- Opening titles
- Directed by: Ernest Morris
- Screenplay by: Michael Barnes
- Produced by: A. Frank Bundy
- Starring: Norman Wooland Amanda Coxell Robin Stewart
- Cinematography: Reg Wyer
- Edited by: John S. Smith
- Music by: Eric Rogers
- Release date: 1962;
- Running time: 16 minutes (per episode)
- Country: United Kingdom
- Language: English

= Masters of Venus =

1962 British children's film serial by Ernest Morris

Masters of Venus is a 1962 British science fiction black-and-white film serial directed by Ernest Morris and starring Norman Wooland, Mandy Harper, and Robin Stewart.
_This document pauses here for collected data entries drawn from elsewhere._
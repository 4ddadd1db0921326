mod catalog;
mod error;
mod models;
mod schedule;
mod session;
mod storage;
mod store;
mod tui;

use std::io;
use std::path::PathBuf;

use chrono::Local;
use clap::{Parser, Subcommand};
use tracing_subscriber::EnvFilter;

use catalog::NEETCODE_150;
use error::{Error, StoreError};
use models::{JsonOutput, Match, ProblemEntry};
use session::PracticeSession;
use storage::JsonFile;
use store::ProblemStore;
use tui::widgets::truncate;

const DEFAULT_DATA_NAME: &str = "problems.json";

#[derive(Parser)]
#[command(name = "grind")]
#[command(about = "Track coding interview practice with spaced repetition")]
#[command(version)]
struct Cli {
    /// Output as JSON
    #[arg(long, global = true)]
    json: bool,

    /// Log debug output to stderr
    #[arg(long, short, global = true)]
    verbose: bool,

    /// Problems file (defaults to $GRIND_DATA, then the user config dir)
    #[arg(long, global = true)]
    data: Option<PathBuf>,

    #[command(subcommand)]
    command: Commands,
}

#[derive(Subcommand)]
enum Commands {
    /// Create the problems file from the NeetCode 150 catalog
    Init {
        /// Reset catalog problems even if the file exists
        #[arg(long)]
        force: bool,
    },

    /// Mark a problem as completed
    #[command(alias = "done")]
    Completed {
        /// Problem name (case-insensitive, `_` reads as `-`)
        name: String,
    },

    /// Work through due and new problems one at a time
    Next,

    /// Show how many times a problem was completed
    Count {
        /// Problem name (typos are tolerated)
        name: String,
    },

    /// Track a new problem
    Add {
        /// Problem name
        name: String,

        /// Category tag
        tag: String,
    },

    /// Reset every catalog problem to its default state
    Reset,

    /// List tracked problems
    List {
        /// Filter by tag
        #[arg(long, short)]
        tag: Option<String>,

        /// Only problems due for review
        #[arg(long)]
        due: bool,
    },

    /// Look up a problem by name
    Search {
        /// Name or partial name
        query: String,
    },

    /// Show practice statistics
    Stats,

    /// Launch interactive terminal UI
    Tui,
}

fn get_data_path(flag: Option<PathBuf>) -> PathBuf {
    if let Some(path) = flag {
        return path;
    }

    if let Ok(path) = std::env::var("GRIND_DATA") {
        return PathBuf::from(path);
    }

    dirs::config_dir()
        .unwrap_or_else(|| PathBuf::from("."))
        .join("grind")
        .join(DEFAULT_DATA_NAME)
}

fn init_logging(verbose: bool) {
    let filter = match std::env::var("GRIND_LOG") {
        Ok(directives) => EnvFilter::new(directives),
        Err(_) if verbose => EnvFilter::new("grind=debug"),
        Err(_) => EnvFilter::new("grind=warn"),
    };

    // Logs go to stderr so --json output stays clean
    let _ = tracing_subscriber::fmt()
        .with_env_filter(filter)
        .with_target(false)
        .with_writer(io::stderr)
        .try_init();
}

fn main() {
    let cli = Cli::parse();
    init_logging(cli.verbose);

    if let Err(e) = run(cli) {
        eprintln!("Error: {}", e);
        std::process::exit(1);
    }
}

fn load_store(file: &JsonFile) -> Result<ProblemStore, Error> {
    Ok(ProblemStore::load(file.load()?))
}

// Lookup failures are reported in-band for --json callers
fn lookup_failed(json: bool, err: StoreError) -> Result<(), Box<dyn std::error::Error>> {
    if json {
        let output = JsonOutput {
            success: false,
            data: Some(serde_json::json!({ "candidates": err.candidates() })),
            error: Some(err.to_string()),
        };
        println!("{}", serde_json::to_string(&output)?);
        Ok(())
    } else {
        Err(err.into())
    }
}

fn run(cli: Cli) -> Result<(), Box<dyn std::error::Error>> {
    let file = JsonFile::new(get_data_path(cli.data));
    let now = Local::now().naive_local();
    let today = now.date();

    match cli.command {
        Commands::Init { force } => {
            if file.exists() && !force {
                if cli.json {
                    println!(
                        "{}",
                        serde_json::to_string(&JsonOutput::<()>::err("Problems file already exists"))?
                    );
                } else {
                    println!("Problems file already exists at: {}", file.path().display());
                    println!("Use `grind init --force` or `grind reset` to start over.");
                }
                return Ok(());
            }

            let mut store = if file.exists() {
                load_store(&file)?
            } else {
                ProblemStore::default()
            };
            store.reset(NEETCODE_150, now);
            file.save(store.records())?;

            if cli.json {
                println!(
                    "{}",
                    serde_json::to_string(&JsonOutput::ok(serde_json::json!({
                        "path": file.path(),
                        "problems": store.len()
                    })))?
                );
            } else {
                println!(
                    "Initialized {} problems ({} from NeetCode 150) at: {}",
                    store.len(),
                    catalog::problem_count(NEETCODE_150),
                    file.path().display()
                );
            }
        }

        Commands::Completed { name } => {
            let mut store = load_store(&file)?;
            let resolved = match store.resolve_strict(&name) {
                Ok(n) => n.to_string(),
                Err(e) => return lookup_failed(cli.json, e),
            };

            let count = store.increment_count(&resolved, now)?;
            file.save(store.records())?;

            let record = store.get(&resolved);
            if cli.json {
                println!(
                    "{}",
                    serde_json::to_string(&JsonOutput::ok(serde_json::json!({
                        "name": resolved,
                        "count": count,
                        "revisit_date": record.and_then(|r| r.revisit_date)
                    })))?
                );
            } else {
                println!("✓ Marked '{}' as completed! Total count: {}", resolved, count);
                if let Some(date) = record.and_then(|r| r.revisit_date) {
                    println!("Next revisit: {}", date);
                }
            }
        }

        Commands::Next => {
            let mut store = load_store(&file)?;

            if cli.json {
                let queue: Vec<ProblemEntry> = store
                    .next_problems(today)
                    .map(|(name, record)| ProblemEntry { name, record })
                    .collect();
                println!("{}", serde_json::to_string(&JsonOutput::ok(&queue))?);
                return Ok(());
            }

            let stdin = io::stdin();
            let summary = PracticeSession::new(&mut store, NEETCODE_150, now).run(
                stdin.lock(),
                io::stdout(),
                |s| file.save(s.records()),
            )?;

            if summary.shown > 0 && !summary.reset {
                println!();
                println!(
                    "Session: {} shown, {} completed, {} skipped.",
                    summary.shown, summary.completed, summary.skipped
                );
            }
        }

        Commands::Count { name } => {
            let store = load_store(&file)?;
            let (resolved, count) = match store.get_count(&name) {
                Ok(found) => found,
                Err(e) => return lookup_failed(cli.json, e),
            };

            if cli.json {
                println!(
                    "{}",
                    serde_json::to_string(&JsonOutput::ok(serde_json::json!({
                        "name": resolved,
                        "count": count
                    })))?
                );
            } else if resolved != name {
                println!("Count for '{}' (matched '{}'): {}", name, resolved, count);
            } else {
                println!("Count for '{}': {}", name, count);
            }
        }

        Commands::Add { name, tag } => {
            let mut store = load_store(&file)?;
            let added = store.add_problem(&name, &tag, now);
            if added {
                file.save(store.records())?;
            }

            if cli.json {
                println!(
                    "{}",
                    serde_json::to_string(&JsonOutput::ok(serde_json::json!({
                        "name": name,
                        "added": added
                    })))?
                );
            } else if added {
                println!("Added {}.", name);
            } else {
                println!("{} already exists.", name);
            }
        }

        Commands::Reset => {
            let mut store = load_store(&file)?;
            store.reset(NEETCODE_150, now);
            file.save(store.records())?;

            if cli.json {
                println!("{}", serde_json::to_string(&JsonOutput::<()>::ok(()))?);
            } else {
                println!("Problems database reset to default state.");
            }
        }

        Commands::List { tag, due } => {
            let store = load_store(&file)?;
            let problems = store.list(tag.as_deref(), due, today);

            if cli.json {
                let entries: Vec<ProblemEntry> = problems
                    .iter()
                    .map(|&(name, record)| ProblemEntry { name, record })
                    .collect();
                println!("{}", serde_json::to_string(&JsonOutput::ok(&entries))?);
            } else if problems.is_empty() {
                match tag {
                    Some(tag) => {
                        println!("No problems found for tag '{}'.", tag);
                        println!("Known tags: {}", store.tags().join(", "));
                    }
                    None => println!("No problems found."),
                }
            } else {
                println!(
                    "{:<42} {:<24} {:<6} {:<11} STATUS",
                    "NAME", "TAG", "COUNT", "REVISIT"
                );
                println!("{}", "-".repeat(96));
                for (name, record) in problems {
                    let revisit = record
                        .revisit_date
                        .map(|d| d.to_string())
                        .unwrap_or_else(|| "-".to_string());
                    println!(
                        "{:<42} {:<24} {:<6} {:<11} {}",
                        truncate(name, 40),
                        truncate(&record.tag, 22),
                        record.count,
                        revisit,
                        record.status_label(today)
                    );
                }
            }
        }

        Commands::Search { query } => {
            let store = load_store(&file)?;
            let found = store.search(&query);

            if cli.json {
                println!("{}", serde_json::to_string(&JsonOutput::ok(&found))?);
            } else {
                match found {
                    Match::Found(name) => println!("Found: {}", name),
                    Match::Candidates(names) => {
                        println!("Possible matches for '{}':", query);
                        for name in names {
                            println!("  {}", name);
                        }
                    }
                    Match::NoMatch => println!("No match found for '{}'", query),
                }
            }
        }

        Commands::Stats => {
            let store = load_store(&file)?;
            let stats = store.stats(today);

            if cli.json {
                println!("{}", serde_json::to_string(&JsonOutput::ok(&stats))?);
            } else if store.is_empty() {
                println!("No problems tracked yet. Try `grind add` or `grind init --force`.");
            } else {
                println!("=== Practice Statistics ===");
                println!("Total problems: {}", stats.total_problems);
                println!(
                    "Attempted: {} ({:.0}%)",
                    stats.attempted,
                    stats.completion_rate()
                );
                println!("Not yet attempted: {}", stats.unattempted);
                println!("Due for review: {}", stats.due_now);
                println!("Scheduled: {}", stats.scheduled);
                println!("Total completions: {}", stats.total_completions);

                if !stats.tags.is_empty() {
                    println!();
                    println!("{:<30} ATTEMPTED", "TAG");
                    println!("{}", "-".repeat(42));
                    for summary in &stats.tags {
                        println!(
                            "{:<30} {}/{}",
                            truncate(&summary.tag, 28),
                            summary.attempted,
                            summary.problems
                        );
                    }
                }
            }
        }

        Commands::Tui => {
            let store = load_store(&file)?;
            tui::run(store, file)?;
        }
    }

    Ok(())
}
It was produced by A. Frank Bundy for the Children's Film Foundation and distributed as a weekly serial in eight 16-minute parts, each of which ends on a cliffhanger, for Saturday morning cinema clubs. The complete serial has a running time of 133 minutes.
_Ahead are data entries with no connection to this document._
use ratatui::{
    layout::{Constraint, Direction, Layout, Rect},
    style::{Color, Modifier, Style},
    text::{Line, Span},
    widgets::{Block, Borders, List, ListItem, ListState, Paragraph},
    Frame,
};

use super::{format_revisit, truncate};
use crate::schedule;
use crate::tui::App;

pub fn draw(f: &mut Frame, app: &App, area: Rect) {
    let title = if let Some(tag) = &app.filter_tag {
        format!(" Problems (tag: {}) ", tag)
    } else {
        " Problems ".to_string()
    };

    let items: Vec<ListItem> = app
        .problems
        .items
        .iter()
        .filter_map(|name| app.record(name).map(|r| (name, r)))
        .map(|(name, record)| {
            let revisit = format_revisit(record.revisit_date);
            let (revisit_color, revisit_text) =
                if schedule::is_due(record.revisit_date, app.today) {
                    (Color::Red, format!("{} !", revisit))
                } else {
                    (Color::White, revisit)
                };

            ListItem::new(Line::from(vec![
                Span::styled(
                    format!("{:<42}", truncate(name, 40)),
                    Style::default().fg(Color::White),
                ),
                Span::styled(
                    format!("{:<24}", truncate(&record.tag, 22)),
                    Style::default().fg(Color::Cyan),
                ),
                Span::styled(
                    format!("{:<7}", record.count),
                    Style::default().fg(Color::Yellow),
                ),
                Span::styled(revisit_text, Style::default().fg(revisit_color)),
            ]))
        })
        .collect();

    let block = Block::default()
        .borders(Borders::ALL)
        .title(title)
        .title_style(Style::default().fg(Color::Cyan));

    let header_style = Style::default()
        .fg(Color::DarkGray)
        .add_modifier(Modifier::BOLD);
    let header = Line::from(vec![
        Span::styled(format!("  {:<42}", "Name"), header_style),
        Span::styled(format!("{:<24}", "Tag"), header_style),
        Span::styled(format!("{:<7}", "Count"), header_style),
        Span::styled("Revisit", header_style),
    ]);

    let list = List::new(items)
        .highlight_style(
            Style::default()
                .bg(Color::DarkGray)
                .add_modifier(Modifier::BOLD),
        )
        .highlight_symbol("> ");

    let mut state = ListState::default();
    state.select(app.problems.selected);

    let inner = block.inner(area);
    f.render_widget(block, area);

    let chunks = Layout::default()
        .direction(Direction::Vertical)
        .constraints([Constraint::Length(1), Constraint::Min(0)])
        .split(inner);

    f.render_widget(Paragraph::new(header), chunks[0]);
    f.render_stateful_widget(list, chunks[1], &mut state);
}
Two children are accidentally launched into space in a rocket built by their father, and land on the planet Venus.

==Plot==
The rocket Astarte is prematurely fired into space by Venusian saboteurs. On board are two children. When the rocket ends up on Venus, they experience a sequence of Flash Gordon style adventures, in a civilisation which consists of the super-advanced survivors of Atlantis. Ultimately, by their intervention, war between Earth and Venus is averted.

==Production==
One of the regular characters, the Venusian girl Marla, was played by the 16-year-old Zienia Merton, who later in her career would appear in Doctor Who ("Marco Polo", 1964) and in Space:1999 (1975–1977).
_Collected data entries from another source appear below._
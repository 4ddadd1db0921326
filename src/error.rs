use std::path::PathBuf;

use thiserror::Error;

/// Lookup failures raised by the problem store.
#[derive(Error, Debug, Clone, PartialEq, Eq)]
pub enum StoreError {
    #[error("Problem '{query}' not found{}", did_you_mean(.candidates))]
    NotFound {
        query: String,
        candidates: Vec<String>,
    },

    #[error("'{query}' matches several problems{}", did_you_mean(.candidates))]
    AmbiguousMatch {
        query: String,
        candidates: Vec<String>,
    },
}

impl StoreError {
    pub fn candidates(&self) -> &[String] {
        match self {
            StoreError::NotFound { candidates, .. } => candidates,
            StoreError::AmbiguousMatch { candidates, .. } => candidates,
        }
    }
}

fn did_you_mean(candidates: &[String]) -> String {
    if candidates.is_empty() {
        String::new()
    } else {
        format!(". Did you mean: {}?", candidates.join(", "))
    }
}

#[derive(Error, Debug)]
pub enum Error {
    #[error("I/O error: {0}")]
    Io(#[from] std::io::Error),

    #[error("Invalid problems file: {0}")]
    Json(#[from] serde_json::Error),

    #[error("Failed to replace problems file: {0}")]
    Persist(#[from] tempfile::PersistError),

    #[error("No problems file at {}. Run `grind init` first.", .0.display())]
    NotInitialized(PathBuf),

    #[error(transparent)]
    Store(#[from] StoreError),
}

pub type Result<T> = std::result::Result<T, Error>;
There were two types of Venusians, a group of five-fingered ones and a group of six-fingered ones. Actors playing the latter had to wear gloves to simulate 6 fingers, and as a pair could not be found small enough for Zienia, she recalls the director telling her to "keep my hands clasped and not to point at anything."

==Chapters==

1. Sabotage
2. Lost in Space
3. The Men With Six Fingers
4. The Thing in the Crater
5. Prisoners of Venus
6. The Killer Virus
7. Kill on Sight
8. Attack

==Cast==

- Norman Wooland as Doctor Ballantyne
- Mandy Harper as Pat
- Robin Stewart as Jim
- Robin Hunter as Peter
- Patrick Kavanagh as Mike
- Arnold Diamond as Imos
- George Pastell as Kallas
- Ferdy Mayne as Votan
- Jackie Martin as Borlas
- Zienia Merton as Marla
- Tony Calvin as Joe
- Robert Bruce as George
- Andrew Laurence as Colonel Armstrong
- Robert James as Stewart

==Reception==
The Monthly Film Bulletin wrote: "Every time the luminous tail of that splendid rocket shoots into the clouds it's a signal for another space-age adventure tailored to the nerves of the space-age kid. Suspense, apprehension, shock, are tempered at the exact dramatic moment by the assurance that all will be well, and a sense of the mystery of both science and beauty is created by the authentic appearance of complicated machinery and an atmosphere of awe around the rocket itself – propped with a majestic fantasy among planetary rocks, almost like Méliés brought up to date. Spectacle on Venus is concentrated in the opulent black and white costumes, and excitement is consistently maintained by skilful editing (the intercut heads, for example, of villains and children as they appear in close-up against the rungs of a ladder), a music score which combines all the ingredients of portentous drama and cheerful other-worldliness (especially with the jazz combo in the orbit sequences), and an imaginative image like the leaves over a news-banner announcing 'Space Kids to Venus'. The element of social morality is handled with a nice balance between realism and faith in humanity: the dissension on Venus reflects our own, but those of the aggressive military faction who believe that 'Attack is the best means of defence' are finally replaced by the progressive leader with his humanitarian ideals."